For most people, sorting through their possessions with a fine-toothed comb won’t only require a lot of time and effort, but it might also take a psychological toll. Yet the ordeal will only get worse the longer you wait. Fortunately, through practice and preparation, you can make the process easier. So whether you’ve been a lifelong hoarder who needs a tough-love approach to decluttering, or if you just want to make your death as painless as possible for your children, here are some of the key takeaways from The Gentle Art of Swedish Death Cleaning.
Start at the top or bottom, tackling small spaces first
Depending on your living space, you may have clutter accumulating in your basement, attic, or both. Start by deciding what to do with the largest, least meaningful items you own, carefully considering if anyone in your life would like to have them. The more time you spend doing this, the easier it will become, and the faster you’ll clear out one space before moving onto the next.
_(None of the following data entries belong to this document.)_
pub mod disk;
pub mod memory;

pub use disk::{CollectionConfig, DiskCollection};
pub use memory::MemoryCollection;

use serde::{Deserialize, Serialize};

/// Ranking metric recorded in a collection's configuration. Only cosine is
/// supported; the field exists so a stored collection states what it was
/// built with.
#[derive(Debug, Clone, Copy, PartialEq, Eq, Serialize, Deserialize)]
#[serde(rename_all = "snake_case")]
pub enum DistanceMetric {
    Cosine,
}

/// `1 - cos(a, b)`, in `[0, 2]`. `None` when either vector has zero norm or
/// the lengths differ.
pub fn cosine_distance(left: &[f32], right: &[f32]) -> Option<f32> {
    if left.len() != right.len() {
        return None;
    }

    let mut dot = 0f32;
    let mut left_norm = 0f32;
    let mut right_norm = 0f32;
    for (a, b) in left.iter().zip(right) {
        dot += a * b;
        left_norm += a * a;
        right_norm += b * b;
    }

    if left_norm == 0.0 || right_norm == 0.0 {
        return None;
    }

    let similarity = dot / (left_norm.sqrt() * right_norm.sqrt());
    Some(1.0 - similarity.clamp(-1.0, 1.0))
}

#[cfg(test)]
mod tests {
    use super::cosine_distance;

    #[test]
    fn cosine_distance_bounds() {
        assert_eq!(cosine_distance(&[1.0, 0.0], &[2.0, 0.0]), Some(0.0));
        assert_eq!(cosine_distance(&[1.0, 0.0], &[0.0, 3.0]), Some(1.0));
        assert_eq!(cosine_distance(&[1.0, 0.0], &[-1.0, 0.0]), Some(2.0));
    }

    #[test]
    fn cosine_distance_is_undefined_for_zero_vectors() {
        assert_eq!(cosine_distance(&[0.0, 0.0], &[1.0, 0.0]), None);
        assert_eq!(cosine_distance(&[1.0], &[1.0, 0.0]), None);
    }
}
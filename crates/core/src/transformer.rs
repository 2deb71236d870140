use crate::embeddings::{Device, Embedder, EmbedderOptions, Embeddings};
use crate::error::RagError;
use candle_core::{DType, Tensor};
use candle_nn::VarBuilder;
use candle_transformers::models::bert::{BertModel, Config, DTYPE};
use std::fs;
use std::path::Path;
use tokenizers::{PaddingParams, PaddingStrategy, Tokenizer, TruncationParams};

const MAX_SEQUENCE_LENGTH: usize = 512;
const ENCODE_BATCH: usize = 32;

/// Sentence-transformer style BERT encoder: mean pooling over the attention
/// mask followed by L2 normalisation.
///
/// The model directory must hold `config.json`, `tokenizer.json` and
/// `model.safetensors`.
pub struct SentenceEmbedder {
    model: BertModel,
    tokenizer: Tokenizer,
    device: candle_core::Device,
    dimensions: usize,
}

impl SentenceEmbedder {
    pub fn load(options: &EmbedderOptions) -> Result<Self, RagError> {
        let model_dir = options.model_dir.as_deref().ok_or_else(|| {
            RagError::ModelUnavailable(format!(
                "no model directory configured for {}",
                options.model_name
            ))
        })?;
        let device = select_device(options.device)?;

        let config: Config = serde_json::from_str(&read_model_file(model_dir, "config.json")?)?;
        let mut tokenizer = Tokenizer::from_file(model_dir.join("tokenizer.json"))
            .map_err(|error| RagError::ModelUnavailable(format!("tokenizer: {error}")))?;
        tokenizer.with_padding(Some(PaddingParams {
            strategy: PaddingStrategy::BatchLongest,
            ..PaddingParams::default()
        }));
        tokenizer
            .with_truncation(Some(TruncationParams {
                max_length: MAX_SEQUENCE_LENGTH,
                ..TruncationParams::default()
            }))
            .map_err(|error| RagError::ModelUnavailable(format!("tokenizer: {error}")))?;

        let weights = model_dir.join("model.safetensors");
        if !weights.is_file() {
            return Err(RagError::ModelUnavailable(format!(
                "missing {}",
                weights.display()
            )));
        }
        // SAFETY: the weights file is memory-mapped read-only and not
        // modified while the model is alive.
        let vb = unsafe { VarBuilder::from_mmaped_safetensors(&[weights], DTYPE, &device) }
            .map_err(unavailable)?;
        let model = BertModel::load(vb, &config).map_err(unavailable)?;

        tracing::info!(
            model = %options.model_name,
            device = %options.device,
            dimensions = config.hidden_size,
            "sentence embedder ready"
        );
        Ok(Self {
            model,
            tokenizer,
            device,
            dimensions: config.hidden_size,
        })
    }

    fn encode_batch(&self, texts: &[String]) -> Result<Vec<Vec<f32>>, RagError> {
        let inputs: Vec<&str> = texts.iter().map(String::as_str).collect();
        let encodings = self
            .tokenizer
            .encode_batch(inputs, true)
            .map_err(|error| RagError::GenerationFailed(format!("tokenize: {error}")))?;

        let ids = encodings
            .iter()
            .map(|encoding| Tensor::new(encoding.get_ids(), &self.device))
            .collect::<Result<Vec<_>, _>>()
            .map_err(failed)?;
        let masks = encodings
            .iter()
            .map(|encoding| Tensor::new(encoding.get_attention_mask(), &self.device))
            .collect::<Result<Vec<_>, _>>()
            .map_err(failed)?;

        let ids = Tensor::stack(&ids, 0).map_err(failed)?;
        let mask = Tensor::stack(&masks, 0).map_err(failed)?;
        let type_ids = ids.zeros_like().map_err(failed)?;

        let hidden = self
            .model
            .forward(&ids, &type_ids, Some(&mask))
            .map_err(failed)?;
        mean_pool_normalised(&hidden, &mask)
            .and_then(|pooled| pooled.to_vec2::<f32>())
            .map_err(failed)
    }
}

impl Embedder for SentenceEmbedder {
    fn dimensions(&self) -> usize {
        self.dimensions
    }

    fn generate(&self, texts: &[String]) -> Result<Embeddings, RagError> {
        let mut rows = Vec::with_capacity(texts.len());
        for batch in texts.chunks(ENCODE_BATCH) {
            rows.extend(self.encode_batch(batch)?);
        }
        let embeddings = Embeddings::from_rows(self.dimensions, rows)?;
        tracing::debug!(shape = ?embeddings.shape(), "encoded texts");
        Ok(embeddings)
    }
}

fn select_device(device: Device) -> Result<candle_core::Device, RagError> {
    match device {
        Device::Cpu => Ok(candle_core::Device::Cpu),
        Device::Accelerated => {
            if candle_core::utils::cuda_is_available() {
                candle_core::Device::new_cuda(0).map_err(unavailable)
            } else if candle_core::utils::metal_is_available() {
                candle_core::Device::new_metal(0).map_err(unavailable)
            } else {
                Err(RagError::ModelUnavailable(
                    "no cuda or metal device available".to_string(),
                ))
            }
        }
    }
}

fn mean_pool_normalised(hidden: &Tensor, mask: &Tensor) -> candle_core::Result<Tensor> {
    let mask = mask.to_dtype(hidden.dtype())?.unsqueeze(2)?;
    let summed = hidden.broadcast_mul(&mask)?.sum(1)?;
    let counts = mask.sum(1)?.maximum(1e-9)?;
    let mean = summed.broadcast_div(&counts)?;
    let norm = mean.sqr()?.sum_keepdim(1)?.sqrt()?.maximum(1e-12)?;
    mean.broadcast_div(&norm)?.to_dtype(DType::F32)
}

fn read_model_file(model_dir: &Path, name: &str) -> Result<String, RagError> {
    fs::read_to_string(model_dir.join(name))
        .map_err(|error| RagError::ModelUnavailable(format!("{name}: {error}")))
}

fn unavailable(error: candle_core::Error) -> RagError {
    RagError::ModelUnavailable(error.to_string())
}

fn failed(error: candle_core::Error) -> RagError {
    RagError::GenerationFailed(error.to_string())
}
Put off sorting through personal stuff
Don’t begin your döstädning by digging into stacks of love letters, cherished heirlooms, or anything else likely to send you on a distracting detour down memory lane. Delay dealing with these items until you’ve cleared out larger, less meaningful possessions including furniture, books, and other belongings that take up a greater amount space.
Digitize your physical photos
If a large part of your life occurred before the dawn of the digital age, you likely have a stack of physical albums full of printed photos from your past. While these snapshots may hold an immense amount of meaning for you, it’s unlikely your children are similarly attached to them. To save them the inconvenience of going through these albums, have your photos digitized and transferred to a set of versatile memory sticks.
Sell any items that might cause conflict
For belongings that have more monetary value than sentimental meaning, you’re generally better off selling them and splitting the cash amongst your heirs rather than bequeathing the objects to individual children. This approach reduces the likelihood that your decisions will result in jealousy or discord, and it relieves your offspring of the obligation to keep items when they’d rather have money.
Destroy your dirty secrets
If you have a secret side of your life that you’d prefer to remain hidden — even after you’re long gone — you’ll want to get rid of any embarrassing evidence that could change the way your loved ones think about you. By burning or shredding any items that may cause awkward moments for your offspring, you’ll be doing them a big favor by not leaving them with uncomfortable questions you won’t be around to answer.
Acknowledging your own mortality can be uncomfortable, but by conducting a thorough death cleaning prior to passing away, you’ll have far more control over what your children experience once you’re gone.